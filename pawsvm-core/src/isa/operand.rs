use std::fmt;

use crate::isa::register::Register;

/// Encoded size of a register operand.
pub const REGISTER_OPERAND_LEN: usize = 1;
/// Encoded size of an immediate or address operand.
pub const WIDE_OPERAND_LEN: usize = 4;

#[derive(Clone, Copy, Debug, PartialEq, Eq, Hash)]
pub enum Operand {
    Register(Register),
    /// A literal value. Decoded value operands also land here, since the
    /// encoding does not tell immediates and addresses apart.
    Immediate(i64),
    /// A label resolved to an absolute address.
    Address(u32),
}

impl Operand {
    pub fn is_wide(&self) -> bool {
        !matches!(self, Operand::Register(_))
    }

    pub fn encoded_len(&self) -> usize {
        if self.is_wide() {
            WIDE_OPERAND_LEN
        } else {
            REGISTER_OPERAND_LEN
        }
    }

    /// The 32-bit word a value operand encodes to; `None` for registers.
    pub fn word(&self) -> Option<u32> {
        match self {
            Operand::Register(_) => None,
            Operand::Immediate(value) => Some(*value as u32),
            Operand::Address(address) => Some(*address),
        }
    }

    pub fn encode_into(&self, out: &mut Vec<u8>) {
        match self {
            Operand::Register(register) => out.push(register.code()),
            Operand::Immediate(value) => out.extend_from_slice(&(*value as u32).to_le_bytes()),
            Operand::Address(address) => out.extend_from_slice(&address.to_le_bytes()),
        }
    }
}

impl fmt::Display for Operand {
    fn fmt(&self, f: &mut fmt::Formatter<'_>) -> fmt::Result {
        match self {
            Operand::Register(register) => write!(f, "{register}"),
            Operand::Immediate(value) => write!(f, "#{value}"),
            Operand::Address(address) => write!(f, "0x{address:04X}"),
        }
    }
}

#[cfg(test)]
mod tests {
    use super::*;

    #[test]
    fn encodings() {
        let mut out = Vec::new();
        Operand::Register(Register::Acc).encode_into(&mut out);
        Operand::Immediate(-1).encode_into(&mut out);
        Operand::Immediate(0x1234).encode_into(&mut out);
        Operand::Address(0x0100).encode_into(&mut out);
        assert_eq!(
            out,
            [0x0F, 0xFF, 0xFF, 0xFF, 0xFF, 0x34, 0x12, 0x00, 0x00, 0x00, 0x01, 0x00, 0x00]
        );
    }

    #[test]
    fn widths_and_words() {
        assert_eq!(Operand::Register(Register::R1).encoded_len(), 1);
        assert_eq!(Operand::Immediate(5).encoded_len(), 4);
        assert_eq!(Operand::Address(7).encoded_len(), 4);
        assert_eq!(Operand::Register(Register::R1).word(), None);
        assert_eq!(Operand::Immediate(-2).word(), Some(0xFFFF_FFFE));
        assert_eq!(Operand::Address(0x40).word(), Some(0x40));
    }

    #[test]
    fn display() {
        assert_eq!(Operand::Register(Register::R12).to_string(), "r12");
        assert_eq!(Operand::Immediate(10).to_string(), "#10");
        assert_eq!(Operand::Address(0x104).to_string(), "0x0104");
    }
}
impl WgpuDevice {
    pub fn new(window: Arc<winit::window::Window>) -> anyhow::Result<Self> {
        let instance = wgpu::Instance::new(wgpu::InstanceDescriptor {
            backends: wgpu::Backends::PRIMARY,
            ..Default::default()
        });
        let surface = instance
            .create_surface(window.clone())
            .context("failed to create window surface")?;

        let adapter = pollster::block_on(instance.request_adapter(&wgpu::RequestAdapterOptions {
            power_preference: wgpu::PowerPreference::HighPerformance,
            compatible_surface: Some(&surface),
            force_fallback_adapter: false,
        }))
        .context("no suitable GPU adapter found")?;
        log::info!("GPU: {}", adapter.get_info().name);

        let (device, queue) = pollster::block_on(adapter.request_device(
            &wgpu::DeviceDescriptor {
                label: Some("GPU Device"),
                required_features: wgpu::Features::empty(),
                required_limits: wgpu::Limits::default(),
                memory_hints: Default::default(),
            },
            None,
        ))
        .context("failed to request GPU device")?;

        // Validation errors end the frame instead of aborting the process.
        device.on_uncaptured_error(Box::new(|error: wgpu::Error| {
            log::error!("wgpu error: {error}");
        }));

        let size = window.inner_size();
        let surface_caps = surface.get_capabilities(&adapter);
        let surface_format = surface_caps
            .formats
            .iter()
            .find(|f| f.is_srgb())
            .copied()
            .or_else(|| surface_caps.formats.first().copied())
            .context("surface reports no supported formats")?;
        let surface_config = wgpu::SurfaceConfiguration {
            usage: wgpu::TextureUsages::RENDER_ATTACHMENT,
            format: surface_format,
            width: size.width.max(1),
            height: size.height.max(1),
            present_mode: wgpu::PresentMode::Fifo,
            alpha_mode: surface_caps.alpha_modes[0],
            view_formats: vec![],
            desired_maximum_frame_latency: 2,
        };
        surface.configure(&device, &surface_config);

        let simulation_shader = device.create_shader_module(wgpu::ShaderModuleDescriptor {
            label: Some("Simulation Shader"),
            source: wgpu::ShaderSource::Wgsl(include_str!("shaders/simulation.wgsl").into()),
        });
        let display_shader = device.create_shader_module(wgpu::ShaderModuleDescriptor {
            label: Some("Display Shader"),
            source: wgpu::ShaderSource::Wgsl(include_str!("shaders/display.wgsl").into()),
        });

        let simulation_layout = device.create_bind_group_layout(&wgpu::BindGroupLayoutDescriptor {
            label: Some("Simulation Bind Group Layout"),
            entries: &[uniform_entry(0), texture_entry(1)],
        });
        let display_layout = device.create_bind_group_layout(&wgpu::BindGroupLayoutDescriptor {
            label: Some("Display Bind Group Layout"),
            entries: &[uniform_entry(0), texture_entry(1), texture_entry(2)],
        });

        let simulation_pipeline = create_quad_pipeline(
            &device,
            "Simulation Pipeline",
            &simulation_shader,
            &simulation_layout,
            TARGET_FORMAT,
        );
        let display_pipeline = create_quad_pipeline(
            &device,
            "Display Pipeline",
            &display_shader,
            &display_layout,
            surface_format,
        );

        let simulation_uniforms = device.create_buffer_init(&wgpu::util::BufferInitDescriptor {
            label: Some("Simulation Uniforms"),
            contents: bytemuck::bytes_of(&SimulationBlock::zeroed()),
            usage: wgpu::BufferUsages::UNIFORM | wgpu::BufferUsages::COPY_DST,
        });
        let display_uniforms = device.create_buffer_init(&wgpu::util::BufferInitDescriptor {
            label: Some("Display Uniforms"),
            contents: bytemuck::bytes_of(&DisplayBlock::zeroed()),
            usage: wgpu::BufferUsages::UNIFORM | wgpu::BufferUsages::COPY_DST,
        });

        Ok(Self {
            device,
            queue,
            surface,
            surface_config,
            simulation_pipeline,
            display_pipeline,
            simulation_layout,
            display_layout,
            simulation_uniforms,
            display_uniforms,
            bind_groups: BindGroupCache::empty(0),
            encoder: None,
            frame: None,
            last_simulation_block: None,
        })
    }

    pub fn screen_size(&self) -> (u32, u32) {
        (self.surface_config.width, self.surface_config.height)
    }

    /// Reconfigures the swapchain after it was lost.
    pub fn reconfigure(&mut self) {
        self.frame = None;
        self.surface.configure(&self.device, &self.surface_config);
    }

    fn acquire_frame(&mut self) -> Result<(), RenderError> {
        match self.surface.get_current_texture() {
            Ok(texture) => {
                let view = texture
                    .texture
                    .create_view(&wgpu::TextureViewDescriptor::default());
                self.frame = Some(ScreenFrame { texture, view });
                Ok(())
            }
            Err(err) => Err(DeviceFailure::from(err).into()),
        }
    }

    fn flush(&mut self) {
        if let Some(encoder) = self.encoder.take() {
            self.queue.submit(std::iter::once(encoder.finish()));
        }
    }

    fn record(
        &mut self,
        material: Material,
        bindings: &UniformBindings,
        params: &Parameters,
        surfaces: &SurfacePair<OffscreenTarget>,
        target: RenderTarget,
    ) -> Result<(), RenderError> {
        if target == RenderTarget::Screen && self.frame.is_none() {
            self.acquire_frame()?;
        }
        self.bind_groups.sync(surfaces.generation());

        let (label, pipeline, bind_group) = match material {
            Material::Simulation => {
                let source = bindings.simulation.previous_iteration_texture;
                let source_view = &surfaces.resolve(source)?.view;

                // Constant across a batch; only rewritten when parameters or size change.
                let block = SimulationBlock::new(&bindings.simulation, &params.simulation);
                if self.last_simulation_block != Some(block) {
                    self.queue
                        .write_buffer(&self.simulation_uniforms, 0, bytemuck::bytes_of(&block));
                    self.last_simulation_block = Some(block);
                }

                let bind_group = self.bind_groups.simulation[source.slot.as_usize()]
                    .get_or_insert_with(|| {
                        self.device.create_bind_group(&wgpu::BindGroupDescriptor {
                            label: Some("Simulation Bind Group"),
                            layout: &self.simulation_layout,
                            entries: &[
                                wgpu::BindGroupEntry {
                                    binding: 0,
                                    resource: self.simulation_uniforms.as_entire_binding(),
                                },
                                wgpu::BindGroupEntry {
                                    binding: 1,
                                    resource: wgpu::BindingResource::TextureView(source_view),
                                },
                            ],
                        })
                    });
                ("Simulation Pass", &self.simulation_pipeline, &*bind_group)
            }
            Material::Display => {
                let shown = bindings.display.texture_to_display;
                let history = bindings.display.previous_iteration_texture;
                let shown_view = &surfaces.resolve(shown)?.view;
                let history_view = &surfaces.resolve(history)?.view;

                let block = DisplayBlock::new(&bindings.display, &params.display);
                self.queue
                    .write_buffer(&self.display_uniforms, 0, bytemuck::bytes_of(&block));

                let bind_group = self.bind_groups.display[shown.slot.as_usize()]
                    [history.slot.as_usize()]
                .get_or_insert_with(|| {
                    self.device.create_bind_group(&wgpu::BindGroupDescriptor {
                        label: Some("Display Bind Group"),
                        layout: &self.display_layout,
                        entries: &[
                            wgpu::BindGroupEntry {
                                binding: 0,
                                resource: self.display_uniforms.as_entire_binding(),
                            },
                            wgpu::BindGroupEntry {
                                binding: 1,
                                resource: wgpu::BindingResource::TextureView(shown_view),
                            },
                            wgpu::BindGroupEntry {
                                binding: 2,
                                resource: wgpu::BindingResource::TextureView(history_view),
                            },
                        ],
                    })
                });
                ("Display Pass", &self.display_pipeline, &*bind_group)
            }
        };

        let view = match target {
            RenderTarget::Offscreen(index) => &surfaces.get(index).view,
            RenderTarget::Screen => match &self.frame {
                Some(frame) => &frame.view,
                None => return Err(DeviceFailure::SurfaceLost.into()),
            },
        };

        let encoder = self.encoder.get_or_insert_with(|| {
            self.device
                .create_command_encoder(&wgpu::CommandEncoderDescriptor {
                    label: Some("Frame Encoder"),
                })
        });

        let mut rpass = encoder.begin_render_pass(&wgpu::RenderPassDescriptor {
            label: Some(label),
            color_attachments: &[Some(wgpu::RenderPassColorAttachment {
                view,
                resolve_target: None,
                ops: wgpu::Operations {
                    load: wgpu::LoadOp::Clear(wgpu::Color::BLACK),
                    store: wgpu::StoreOp::Store,
                },
            })],
            depth_stencil_attachment: None,
            timestamp_writes: None,
            occlusion_query_set: None,
        });
        rpass.set_pipeline(pipeline);
        rpass.set_bind_group(0, bind_group, &[]);
        rpass.draw(0..3, 0..1);

        Ok(())
    }
}
//! Recording `RenderDevice` used by the unit tests.

use crate::device::{Material, RenderDevice, RenderTarget};
use crate::error::{DeviceFailure, RenderError};
use crate::params::Parameters;
use crate::stats::StatsSink;
use crate::surfaces::SurfacePair;
use crate::uniforms::UniformBindings;
use std::collections::HashMap;

#[derive(Debug, Clone, PartialEq, Eq)]
pub struct MockTarget {
    pub id: u32,
    pub width: u32,
    pub height: u32,
}

#[derive(Debug, Clone, PartialEq)]
pub struct Submission {
    pub material: Material,
    pub target: RenderTarget,
    pub target_id: Option<u32>,
    pub resolution: (u32, u32),
    /// Ids of the sampled textures, in shader binding order.
    pub source_ids: Vec<u32>,
    pub bindings: UniformBindings,
}

#[derive(Debug, Clone, PartialEq)]
pub enum Call {
    Create { id: u32, width: u32, height: u32 },
    Release { id: u32 },
    Seed { id: u32, texels: usize },
    Render(Submission),
    Present,
    ResizeScreen(u32, u32),
}

pub struct RecordingDevice {
    pub calls: Vec<Call>,
    pub max_dimension: u32,
    /// Render call number (0-based, counted over the device lifetime) that
    /// fails once with `SurfaceLost`.
    pub fail_render_at: Option<usize>,
    pub fail_second_create: bool,
    next_id: u32,
    renders: usize,
    creates_in_row: u32,
    live: HashMap<u32, u64>,
    screen: (u32, u32),
}

impl Default for RecordingDevice {
    fn default() -> Self {
        Self {
            calls: Vec::new(),
            max_dimension: 16384,
            fail_render_at: None,
            fail_second_create: false,
            next_id: 1,
            renders: 0,
            creates_in_row: 0,
            live: HashMap::new(),
            screen: (0, 0),
        }
    }
}

impl RecordingDevice {
    pub fn live_targets(&self) -> usize {
        self.live.len()
    }

    /// Write counters of the given targets; any render or seed bumps them.
    pub fn content_versions(&self, ids: &[u32]) -> Vec<Option<u64>> {
        ids.iter().map(|id| self.live.get(id).copied()).collect()
    }

    pub fn simulation_passes(&self) -> Vec<Submission> {
        self.passes(Material::Simulation)
    }

    pub fn display_passes(&self) -> Vec<Submission> {
        self.passes(Material::Display)
    }

    fn passes(&self, material: Material) -> Vec<Submission> {
        self.calls
            .iter()
            .filter_map(|call| match call {
                Call::Render(submission) if submission.material == material => {
                    Some(submission.clone())
                }
                _ => None,
            })
            .collect()
    }

    fn bump(&mut self, id: u32) {
        let version = self.live.get_mut(&id).expect("write to released target");
        *version += 1;
    }
}

impl RenderDevice for RecordingDevice {
    type Target = MockTarget;

    fn create_target(&mut self, width: u32, height: u32) -> Result<MockTarget, RenderError> {
        if width > self.max_dimension || height > self.max_dimension {
            return Err(RenderError::InvalidDimensions { width, height });
        }
        self.creates_in_row += 1;
        if self.fail_second_create && self.creates_in_row % 2 == 0 {
            return Err(RenderError::DeviceSubmissionFailure(DeviceFailure::OutOfMemory));
        }
        let id = self.next_id;
        self.next_id += 1;
        self.live.insert(id, 0);
        self.calls.push(Call::Create { id, width, height });
        Ok(MockTarget { id, width, height })
    }

    fn release_target(&mut self, target: MockTarget) {
        assert!(self.live.remove(&target.id).is_some(), "double release");
        self.calls.push(Call::Release { id: target.id });
    }

    fn seed_target(&mut self, target: &MockTarget, texels: &[[f32; 4]]) {
        assert_eq!(texels.len(), (target.width * target.height) as usize);
        self.bump(target.id);
        self.calls.push(Call::Seed {
            id: target.id,
            texels: texels.len(),
        });
    }

    fn render(
        &mut self,
        material: Material,
        bindings: &UniformBindings,
        _params: &Parameters,
        surfaces: &SurfacePair<MockTarget>,
        target: RenderTarget,
    ) -> Result<(), RenderError> {
        let call_number = self.renders;
        self.renders += 1;
        if self.fail_render_at == Some(call_number) {
            self.fail_render_at = None;
            return Err(DeviceFailure::SurfaceLost.into());
        }

        let sources = match material {
            Material::Simulation => vec![bindings.simulation.previous_iteration_texture],
            Material::Display => vec![
                bindings.display.texture_to_display,
                bindings.display.previous_iteration_texture,
            ],
        };
        let mut source_ids = Vec::with_capacity(sources.len());
        for texture in sources {
            source_ids.push(surfaces.resolve(texture)?.id);
        }

        let (target_id, resolution) = match target {
            RenderTarget::Offscreen(index) => {
                let t = surfaces.get(index);
                assert!(
                    !source_ids.contains(&t.id),
                    "pass reads the texture it renders into"
                );
                (Some(t.id), (t.width, t.height))
            }
            RenderTarget::Screen => (None, self.screen),
        };
        if let Some(id) = target_id {
            self.bump(id);
        }

        self.calls.push(Call::Render(Submission {
            material,
            target,
            target_id,
            resolution,
            source_ids,
            bindings: *bindings,
        }));
        Ok(())
    }

    fn present(&mut self) -> Result<(), RenderError> {
        self.calls.push(Call::Present);
        Ok(())
    }

    fn resize_screen(&mut self, width: u32, height: u32) {
        self.screen = (width, height);
        self.calls.push(Call::ResizeScreen(width, height));
    }
}

#[derive(Debug, Default)]
pub struct CountingStats {
    pub frames: u32,
    pub paused_frames: u32,
}

impl StatsSink for CountingStats {
    fn record_frame(&mut self, paused: bool) {
        self.frames += 1;
        if paused {
            self.paused_frames += 1;
        }
    }
}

========

_AIM OF THE EXERCISE_
Output exactly the lines of the material above from the one containing "let instance = wgpu::Instance::new(wgpu::InstanceDescriptor" up to and including the one containing "let surface_config = wgpu::SurfaceConfiguration".

_SOLUTION_
        let instance = wgpu::Instance::new(wgpu::InstanceDescriptor {
            backends: wgpu::Backends::PRIMARY,
            ..Default::default()
        });
        let surface = instance
            .create_surface(window.clone())
            .context("failed to create window surface")?;

        let adapter = pollster::block_on(instance.request_adapter(&wgpu::RequestAdapterOptions {
            power_preference: wgpu::PowerPreference::HighPerformance,
            compatible_surface: Some(&surface),
            force_fallback_adapter: false,
        }))
        .context("no suitable GPU adapter found")?;
        log::info!("GPU: {}", adapter.get_info().name);

        let (device, queue) = pollster::block_on(adapter.request_device(
            &wgpu::DeviceDescriptor {
                label: Some("GPU Device"),
                required_features: wgpu::Features::empty(),
                required_limits: wgpu::Limits::default(),
                memory_hints: Default::default(),
            },
            None,
        ))
        .context("failed to request GPU device")?;

        // Validation errors end the frame instead of aborting the process.
        device.on_uncaptured_error(Box::new(|error: wgpu::Error| {
            log::error!("wgpu error: {error}");
        }));

        let size = window.inner_size();
        let surface_caps = surface.get_capabilities(&adapter);
        let surface_format = surface_caps
            .formats
            .iter()
            .find(|f| f.is_srgb())
            .copied()
            .or_else(|| surface_caps.formats.first().copied())
            .context("surface reports no supported formats")?;
        let surface_config = wgpu::SurfaceConfiguration {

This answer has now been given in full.